Comment by Pavithra Vetriselvan [ 20/Dec/18 ]

As Andy was saying, it seems like we will hit this problem when a prepared but uncommitted/unaborted transaction stays in prepare for a while. Did we ever reach a conclusion on allowing the oplog to grow unbounded in size or is that solved by SERVER-22766 (I guess by continuing to resize the oplog)?

If we were to not use the functionality provided by SERVER-22766 and instead specified a Timestamp to an oplog entry that we can truncate, is there work that storage would need to complete first?

Comment by Judah Schvimer [ 20/Sep/18 ]

Given the current design of "prepare" I want to re-investigate what is actually required by this ticket.

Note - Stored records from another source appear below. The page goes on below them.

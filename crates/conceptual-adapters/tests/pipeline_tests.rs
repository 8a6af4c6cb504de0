//! End-to-end `init` runs over real adapters.

use std::path::{Path, PathBuf};

use conceptual_adapters::{LocalFilesystem, MemoryFilesystem};
use conceptual_core::{
    application::{ApplicationError, InitRequest, InitService, InstallLayout, ResourceLocator},
    domain::{Assistant, ProjectTarget, ScaffoldStep, StepStatus},
    error::{KitError, KitResult},
    prelude::VersionControl,
};
use tempfile::TempDir;

/// Creates `.git` the way `git init` would, or fails on demand.
struct FakeGit {
    fail: bool,
}

impl VersionControl for FakeGit {
    fn name(&self) -> &'static str {
        "git"
    }

    fn init_repository(&self, dir: &Path) -> KitResult<()> {
        if self.fail {
            return Err(ApplicationError::VersionControlFailed {
                tool: "git",
                reason: "not installed".into(),
            }
            .into());
        }
        std::fs::create_dir_all(dir.join(".git")).map_err(|e| {
            ApplicationError::FilesystemError {
                path: dir.to_path_buf(),
                reason: e.to_string(),
            }
            .into()
        })
    }
}

fn write(path: PathBuf, content: &str) {
    std::fs::create_dir_all(path.parent().unwrap()).unwrap();
    std::fs::write(path, content).unwrap();
}

/// A kit checkout with every resource present.
fn seed_kit(root: &Path) {
    write(root.join("templates/object.md"), "# Object");
    write(root.join("templates/relationship.md"), "# Relationship");
    write(root.join("examples/library/model.md"), "# Library");
    write(root.join(".claude/commands/concept.init.md"), "init");
    write(root.join(".claude/commands/concept.review.md"), "review");
    write(root.join(".claude/commands/concept.status.md"), "status");
    write(root.join(".claude/settings.json"), "{}");
    write(root.join(".github/copilot-instructions.md"), "Be helpful.");
    write(root.join("conceptual-modeling.md"), "# Guide");
}

fn locator(kit: &Path) -> ResourceLocator {
    ResourceLocator::new(&InstallLayout {
        dev_root: kit.to_path_buf(),
        env_prefix: None,
        global_prefix: kit.join("no-such-prefix"),
    })
}

fn local_service(kit: &Path, git: FakeGit) -> InitService {
    InitService::new(Box::new(LocalFilesystem::new()), Box::new(git), locator(kit))
}

fn request(name: Option<&str>, here: bool, cwd: &Path) -> InitRequest {
    InitRequest::new(ProjectTarget::resolve(name, here, cwd).unwrap())
}

#[test]
fn test_fresh_init_produces_every_artifact() {
    let kit = TempDir::new().unwrap();
    seed_kit(kit.path());
    let work = TempDir::new().unwrap();

    let report = local_service(kit.path(), FakeGit { fail: false })
        .initialize(request(Some("shop"), false, work.path()))
        .unwrap();

    let project = work.path().join("shop");
    for rel in [
        "templates/object.md",
        "examples/library/model.md",
        "docs",
        ".claude/commands/concept.init.md",
        ".claude/settings.json",
        ".github/copilot-instructions.md",
        "conceptual-modeling.md",
        ".git",
        ".gitignore",
        "README.md",
    ] {
        assert!(project.join(rel).exists(), "missing {rel}");
    }
    assert!(!report.has_warnings());
    assert_eq!(report.command_count, Some(3));

    let readme = std::fs::read_to_string(project.join("README.md")).unwrap();
    assert!(readme.starts_with("# shop\n"));
}

#[test]
fn test_second_init_without_force_leaves_target_untouched() {
    let kit = TempDir::new().unwrap();
    seed_kit(kit.path());
    let work = TempDir::new().unwrap();
    let project = work.path().join("shop");
    write(project.join("notes.md"), "mine");

    let err = local_service(kit.path(), FakeGit { fail: false })
        .initialize(request(Some("shop"), false, work.path()))
        .unwrap_err();

    assert!(matches!(
        err,
        KitError::Application(ApplicationError::TargetNotEmpty { .. })
    ));
    let entries: Vec<_> = std::fs::read_dir(&project).unwrap().collect();
    assert_eq!(entries.len(), 1);
    assert_eq!(std::fs::read_to_string(project.join("notes.md")).unwrap(), "mine");
}

#[test]
fn test_force_replaces_copied_trees_without_residue() {
    let kit = TempDir::new().unwrap();
    seed_kit(kit.path());
    let work = TempDir::new().unwrap();
    let project = work.path().join("shop");
    write(project.join("templates/stale.md"), "old");
    write(project.join("examples/old/model.md"), "old");
    write(project.join(".claude/commands/legacy.md"), "old");
    write(project.join("notes.md"), "kept");

    let mut req = request(Some("shop"), false, work.path());
    req.force = true;
    let report = local_service(kit.path(), FakeGit { fail: false })
        .initialize(req)
        .unwrap();

    assert!(!project.join("templates/stale.md").exists());
    assert!(!project.join("examples/old").exists());
    assert!(!project.join(".claude/commands/legacy.md").exists());
    assert!(project.join("templates/object.md").exists());
    assert!(project.join("notes.md").exists());
    assert_eq!(report.command_count, Some(3));
}

#[test]
fn test_here_matches_named_init_from_parent() {
    let kit = TempDir::new().unwrap();
    seed_kit(kit.path());

    let parent = TempDir::new().unwrap();
    local_service(kit.path(), FakeGit { fail: false })
        .initialize(request(Some("atlas"), false, parent.path()))
        .unwrap();

    let other = TempDir::new().unwrap();
    let inside = other.path().join("atlas");
    std::fs::create_dir(&inside).unwrap();
    local_service(kit.path(), FakeGit { fail: false })
        .initialize(request(None, true, &inside))
        .unwrap();

    let named = std::fs::read_to_string(parent.path().join("atlas/README.md")).unwrap();
    let here = std::fs::read_to_string(inside.join("README.md")).unwrap();
    assert_eq!(named, here);
    assert!(here.starts_with("# atlas\n"));
}

#[test]
fn test_no_git_creates_no_metadata() {
    let kit = TempDir::new().unwrap();
    seed_kit(kit.path());
    let work = TempDir::new().unwrap();

    let mut req = request(Some("plain"), false, work.path());
    req.init_git = false;
    // A failing tool must not matter when it is never asked.
    let report = local_service(kit.path(), FakeGit { fail: true })
        .initialize(req)
        .unwrap();

    let project = work.path().join("plain");
    assert!(!project.join(".git").exists());
    assert!(!project.join(".gitignore").exists());
    assert!(!report.has_warnings());
}

#[test]
fn test_failed_git_still_finishes() {
    let kit = TempDir::new().unwrap();
    seed_kit(kit.path());
    let work = TempDir::new().unwrap();

    let report = local_service(kit.path(), FakeGit { fail: true })
        .initialize(request(Some("nogit"), false, work.path()))
        .unwrap();

    let project = work.path().join("nogit");
    assert!(!project.join(".gitignore").exists());
    assert!(project.join("README.md").exists());
    assert_eq!(
        report.outcome(ScaffoldStep::VersionControl).unwrap().status,
        StepStatus::Warning
    );
}

#[test]
fn test_empty_kit_still_scaffolds_skeleton() {
    let kit = TempDir::new().unwrap();
    let work = TempDir::new().unwrap();

    let report = local_service(kit.path(), FakeGit { fail: false })
        .initialize(request(Some("bare"), false, work.path()))
        .unwrap();

    let project = work.path().join("bare");
    assert!(project.join("docs").is_dir());
    assert!(project.join(".github").is_dir());
    assert!(project.join("README.md").exists());
    assert!(!project.join("templates").exists());
    assert_eq!(report.warnings().count(), 3);
    assert_eq!(report.command_count, None);
}

#[test]
fn test_memory_filesystem_pipeline() {
    let kit = PathBuf::from("/kit");
    let fs = MemoryFilesystem::new()
        .with_file("/kit/templates/object.md", "# Object")
        .with_file("/kit/examples/blog/model.md", "# Blog")
        .with_file("/kit/.claude/commands/concept.init.md", "init")
        .with_file("/kit/.github/copilot-instructions.md", "hi")
        .with_file("/kit/conceptual-modeling.md", "# Guide")
        .with_dir("/work");

    struct NoopGit;
    impl VersionControl for NoopGit {
        fn name(&self) -> &'static str {
            "git"
        }
        fn init_repository(&self, _: &Path) -> KitResult<()> {
            Ok(())
        }
    }

    let service = InitService::new(Box::new(fs.clone()), Box::new(NoopGit), locator(&kit));
    let mut req = request(Some("blog"), false, Path::new("/work"));
    req.assistant = Assistant::Gemini;
    let report = service.initialize(req).unwrap();

    assert_eq!(report.command_count, Some(1));
    let readme = fs.read_file(Path::new("/work/blog/README.md")).unwrap();
    assert!(readme.contains("Gemini"));
    assert_eq!(
        fs.read_file(Path::new("/work/blog/.github/copilot-instructions.md"))
            .as_deref(),
        Some("hi")
    );
    assert!(fs.read_file(Path::new("/work/blog/.gitignore")).is_some());
    assert_eq!(fs.files_under(Path::new("/work/blog/templates")).len(), 1);
}
//! Application services - orchestrate use cases.
//!
//! Services coordinate the domain layer and ports to accomplish
//! high-level use cases like "initialize a project" or "check the
//! environment".

pub mod check_service;
pub mod init_service;
pub mod resource_locator;
pub mod scaffold_writer;

pub use check_service::{CheckService, MINIMUM_RUNTIME, RUNTIME_COMPONENT};
pub use init_service::{InitRequest, InitService};
pub use resource_locator::{InstallLayout, LayoutStrategy, ResourceLocator};
pub use scaffold_writer::{Installed, ScaffoldWriter};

Comment by Andy Schwerin [ 10/Aug/17 ]

I don't believe SERVER-22766 provides the requisite functionality. What replication needs is to specify the timestamp of the newest oplog entry that may be truncated, rather than the new maximum size of the oplog. That seems at least partially like storage work. I believe it will be required in 3.8, to support prepared but uncommitted transactions that sit in prepare for a long time. It can stay on the repl backlog, but we will need to collaborate on the design.

Comment by Michael Cahill (Inactive) [ 07/Aug/17 ]

schwerin, the storage-level mechanism was added in SERVER-22766. I think the decision about when to resize (i.e., this ticket) belongs to repl. Let me know if you disagree or need more from storage to support this work.

Comment by Daniel Gottlieb (Inactive) [ 06/Aug/17 ]

Do we just want to allow the oplog to grow unbounded in size?

Comment by Andy Schwerin [ 06/Aug/17 ]

We're going to have to do this eventually, and then some. Multi-shard transactions will require that the oldest operation of any transaction on a shard in the "prepared" state must remain in the oplog until the transaction is committed or aborted by the coordinator.

Comment by Daniel Gottlieb (Inactive) [ 06/Aug/17 ]

It wasn't mandatory, but there was a ticket filed. SERVER-29215

Comment by Andy Schwerin [ 06/Aug/17 ]

Somehow, I thought this was part of the mandatory work for the WT engine for one of the storage timestamps projects. Is there not a ticket already filed to this effect, michael.cahill?

Comment by Daniel Gottlieb (Inactive) [ 01/Aug/17 ]

Straightforward for WiredTiger*

Comment by Spencer Brody (Inactive) [ 01/Aug/17 ]

I think I'm going to leave this ticket parked with the replication team for now since I think ultimately it's us who needs to decide what (if anything) we want to do about lagged secondaries. If we decide this is something we want to do, I will send this over to the storage team for the actual implementation, which according to daniel.gottlieb is pretty straightforward.

Comment by Eric Milkie [ 01/Aug/17 ]

This might be easier for storage to do, since we could just amend the capped deleter to not delete anything newer than the oldest timestamp (which will be set when setCommittedSnapshot is called).

Comment by Spencer Brody (Inactive) [ 01/Aug/17 ]

The alternative to this is to provide backpressure: slowing or failing writes on the primary when the commit point is in danger of falling off its oplog.

Comment by Spencer Brody (Inactive) [ 01/Aug/17 ]

If we did this we would have to figure out whether we let the oplog grow unbounded (up to the limits of available storage space), or give it some other limit, though any other limit feels arbitrary since we're already letting the oplog exceed the max size the user has configured it to have.